Location
- Hua Mak, Bang Kapi, Bangkok
- Coordinates: 13°45′45.80″N 100°38′44.23″E﻿ / ﻿13.7627222°N 100.6456194°E
- Roads at junction: Srinagarindra (north–south) Ramkhamhaeng (east–west)

Construction
- Type: Four-way at-grade intersection and overpass with footbridge

= Lam Sali =

Lam Sali (ลำสาลี, /th/) is a four-way intersection in Hua Mak subdistrict, Bang Kapi district, Bangkok. It is also the name of the surrounding area.

It is an intersection of Ramkhamhaeng and Srinagarindra roads, located not far The Mall Bang Kapi.

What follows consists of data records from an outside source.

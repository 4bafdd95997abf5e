//! Queryable prediction collections.
//!
//! [`PredictionList<P>`] is an ordered container over any prediction type:
//! owned [`Prediction`]s, shared references, or mutable references to one
//! concrete variant. Every filtering or narrowing operation hands back a
//! `PredictionList` again, so calls chain:
//!
//! ```ignore
//! result
//!     .final_predictions_mut()
//!     .extractions()
//!     .filter(&Query::new().label("Total").max_confidence(0.5))
//!     .reject();
//! ```

use std::cmp::Ordering;
use std::collections::BTreeMap;
use std::ops::{Deref, DerefMut, Range};

use crate::PredictionError;
use crate::prediction::{
    AutoReviewable, Classification, Extraction, FormExtraction, Predicted, Prediction,
    Summarization, Unbundling, Variant,
};
use crate::query::Query;

#[derive(Debug, Clone, PartialEq)]
pub struct PredictionList<P> {
    items: Vec<P>,
}

impl<P> Default for PredictionList<P> {
    fn default() -> Self {
        Self { items: Vec::new() }
    }
}

impl<P> PredictionList<P> {
    pub fn new() -> Self {
        Self::default()
    }

    pub fn push(&mut self, prediction: P) {
        self.items.push(prediction);
    }

    pub fn into_vec(self) -> Vec<P> {
        self.items
    }

    /// Borrow every element.
    pub fn view(&self) -> PredictionList<&P> {
        self.items.iter().collect()
    }

    /// Mutably borrow every element.
    pub fn view_mut(&mut self) -> PredictionList<&mut P> {
        self.items.iter_mut().collect()
    }

    /// Call `f` on every element and hand the list back.
    pub fn apply(mut self, mut f: impl FnMut(&mut P)) -> Self {
        for p in &mut self.items {
            f(p);
        }
        self
    }

    /// Group by one derived key per element. Every element lands in exactly
    /// one group. Set-valued keys work as long as the set is ordered (for
    /// example the `BTreeSet<Grouping>` of an extraction).
    pub fn groupby<K: Ord>(self, mut key: impl FnMut(&P) -> K) -> BTreeMap<K, Self> {
        let mut groups: BTreeMap<K, Self> = BTreeMap::new();
        for p in self.items {
            groups.entry(key(&p)).or_default().items.push(p);
        }
        groups
    }

    /// Group by zero or more keys per element. An element joins every group
    /// it yields a key for, and disappears if it yields none.
    pub fn groupbyiter<K, I>(self, mut keys: impl FnMut(&P) -> I) -> BTreeMap<K, Self>
    where
        K: Ord,
        I: IntoIterator<Item = K>,
        P: Clone,
    {
        let mut groups: BTreeMap<K, Self> = BTreeMap::new();
        for p in self.items {
            for k in keys(&p) {
                groups.entry(k).or_default().items.push(p.clone());
            }
        }
        groups
    }

    /// Stable sort into a new list; `self` is left as it was. Equal keys keep
    /// their original relative order in both directions.
    pub fn orderby<K: PartialOrd>(&self, mut key: impl FnMut(&P) -> K, reverse: bool) -> Self
    where
        P: Clone,
    {
        let mut keyed: Vec<(K, P)> = self.items.iter().map(|p| (key(p), p.clone())).collect();
        keyed.sort_by(|a, b| {
            let ord = a.0.partial_cmp(&b.0).unwrap_or(Ordering::Equal);
            if reverse { ord.reverse() } else { ord }
        });
        keyed.into_iter().map(|(_, p)| p).collect()
    }

    /// Elements in `range`, clamped to the list. An out-of-bounds or
    /// inverted range gives a shorter or empty list.
    pub fn slice(&self, range: Range<usize>) -> Self
    where
        P: Clone,
    {
        let len = self.items.len();
        let start = range.start.min(len);
        let end = range.end.min(len).max(start);
        self.items[start..end].to_vec().into()
    }

    /// The only element of the list.
    pub fn single(self) -> Result<P, PredictionError> {
        let count = self.items.len();
        let mut items = self.items.into_iter();
        match (items.next(), items.next()) {
            (Some(only), None) => Ok(only),
            _ => Err(PredictionError::MultipleValues { count }),
        }
    }
}

impl<P: Predicted> PredictionList<P> {
    /// Keep the elements matching every filter set on `query`.
    pub fn filter(self, query: &Query<'_, P>) -> Self {
        self.items
            .into_iter()
            .filter(|p| query.matches(p))
            .collect()
    }
}

impl<P: AutoReviewable> PredictionList<P> {
    pub fn accept(self) -> Self {
        self.apply(|p| p.accept())
    }

    pub fn reject(self) -> Self {
        self.apply(|p| p.reject())
    }

    pub fn unaccept(self) -> Self {
        self.apply(|p| p.unaccept())
    }

    pub fn unreject(self) -> Self {
        self.apply(|p| p.unreject())
    }
}

// ── Variant narrowing ──

impl PredictionList<Prediction> {
    pub fn of<V: Variant>(&self) -> PredictionList<&V> {
        self.items.iter().filter_map(V::from_ref).collect()
    }

    pub fn of_mut<V: Variant>(&mut self) -> PredictionList<&mut V> {
        self.items.iter_mut().filter_map(V::from_mut).collect()
    }

    pub fn classifications(&self) -> PredictionList<&Classification> {
        self.of()
    }

    pub fn extractions(&self) -> PredictionList<&Extraction> {
        self.of()
    }

    pub fn form_extractions(&self) -> PredictionList<&FormExtraction> {
        self.of()
    }

    pub fn summarizations(&self) -> PredictionList<&Summarization> {
        self.of()
    }

    pub fn unbundlings(&self) -> PredictionList<&Unbundling> {
        self.of()
    }

    pub fn extractions_mut(&mut self) -> PredictionList<&mut Extraction> {
        self.of_mut()
    }

    pub fn form_extractions_mut(&mut self) -> PredictionList<&mut FormExtraction> {
        self.of_mut()
    }

    pub fn summarizations_mut(&mut self) -> PredictionList<&mut Summarization> {
        self.of_mut()
    }
}

impl<'a> PredictionList<&'a Prediction> {
    pub fn of<V: Variant>(self) -> PredictionList<&'a V> {
        self.items.into_iter().filter_map(V::from_ref).collect()
    }

    pub fn classifications(self) -> PredictionList<&'a Classification> {
        self.of()
    }

    pub fn extractions(self) -> PredictionList<&'a Extraction> {
        self.of()
    }

    pub fn form_extractions(self) -> PredictionList<&'a FormExtraction> {
        self.of()
    }

    pub fn summarizations(self) -> PredictionList<&'a Summarization> {
        self.of()
    }

    pub fn unbundlings(self) -> PredictionList<&'a Unbundling> {
        self.of()
    }
}

impl<'a> PredictionList<&'a mut Prediction> {
    pub fn of<V: Variant>(self) -> PredictionList<&'a mut V> {
        self.items.into_iter().filter_map(V::from_mut).collect()
    }

    pub fn classifications(self) -> PredictionList<&'a mut Classification> {
        self.of()
    }

    pub fn extractions(self) -> PredictionList<&'a mut Extraction> {
        self.of()
    }

    pub fn form_extractions(self) -> PredictionList<&'a mut FormExtraction> {
        self.of()
    }

    pub fn summarizations(self) -> PredictionList<&'a mut Summarization> {
        self.of()
    }

    pub fn unbundlings(self) -> PredictionList<&'a mut Unbundling> {
        self.of()
    }
}

// ── std plumbing ──

impl<P> Deref for PredictionList<P> {
    type Target = [P];

    fn deref(&self) -> &[P] {
        &self.items
    }
}

impl<P> DerefMut for PredictionList<P> {
    fn deref_mut(&mut self) -> &mut [P] {
        &mut self.items
    }
}

impl<P> From<Vec<P>> for PredictionList<P> {
    fn from(items: Vec<P>) -> Self {
        Self { items }
    }
}

impl<P> FromIterator<P> for PredictionList<P> {
    fn from_iter<I: IntoIterator<Item = P>>(iter: I) -> Self {
        Self {
            items: iter.into_iter().collect(),
        }
    }
}

impl<P> Extend<P> for PredictionList<P> {
    fn extend<I: IntoIterator<Item = P>>(&mut self, iter: I) {
        self.items.extend(iter);
    }
}

impl<P> IntoIterator for PredictionList<P> {
    type Item = P;
    type IntoIter = std::vec::IntoIter<P>;

    fn into_iter(self) -> Self::IntoIter {
        self.items.into_iter()
    }
}

impl<'a, P> IntoIterator for &'a PredictionList<P> {
    type Item = &'a P;
    type IntoIter = std::slice::Iter<'a, P>;

    fn into_iter(self) -> Self::IntoIter {
        self.items.iter()
    }
}

impl<'a, P> IntoIterator for &'a mut PredictionList<P> {
    type Item = &'a mut P;
    type IntoIter = std::slice::IterMut<'a, P>;

    fn into_iter(self) -> Self::IntoIter {
        self.items.iter_mut()
    }
}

Its name is derived from the distortion of "Lam Ta Samli" (ลำตาสำลี, lit. 'the old Samli's track, or Mr. Samli's track'). In earlier times, this area was a rural countryside of waterways, such as Khlong Saen Saep, surrounded by rice fields and wood groves, collectively known as "Thung Bang Kapi" (ทุ่งบางกะปิ, lit. 'Bang Kapi Field'), and was home to a Muslim community. There lived an old man named "To Kili" (โต๊ะกีลี), also known as "Ta Samli" (ตาสำลี), whose occupation was raising buffalo for the locals. He often herded them to graze in front of Yamee-Unmuttageen Mosque, which still stands today. Over time, the fields became worn smooth, forming a visible track. This path was called "Lam Ta Samli", which eventually evolved into the modern name, "Lam Sali."

The Lam Sali intersection had extreme traffic jams beginning December 7, 2018, when the Lam Sali overpass (only inbound side) was closed for one year due to the construction of the MRT Orange Line.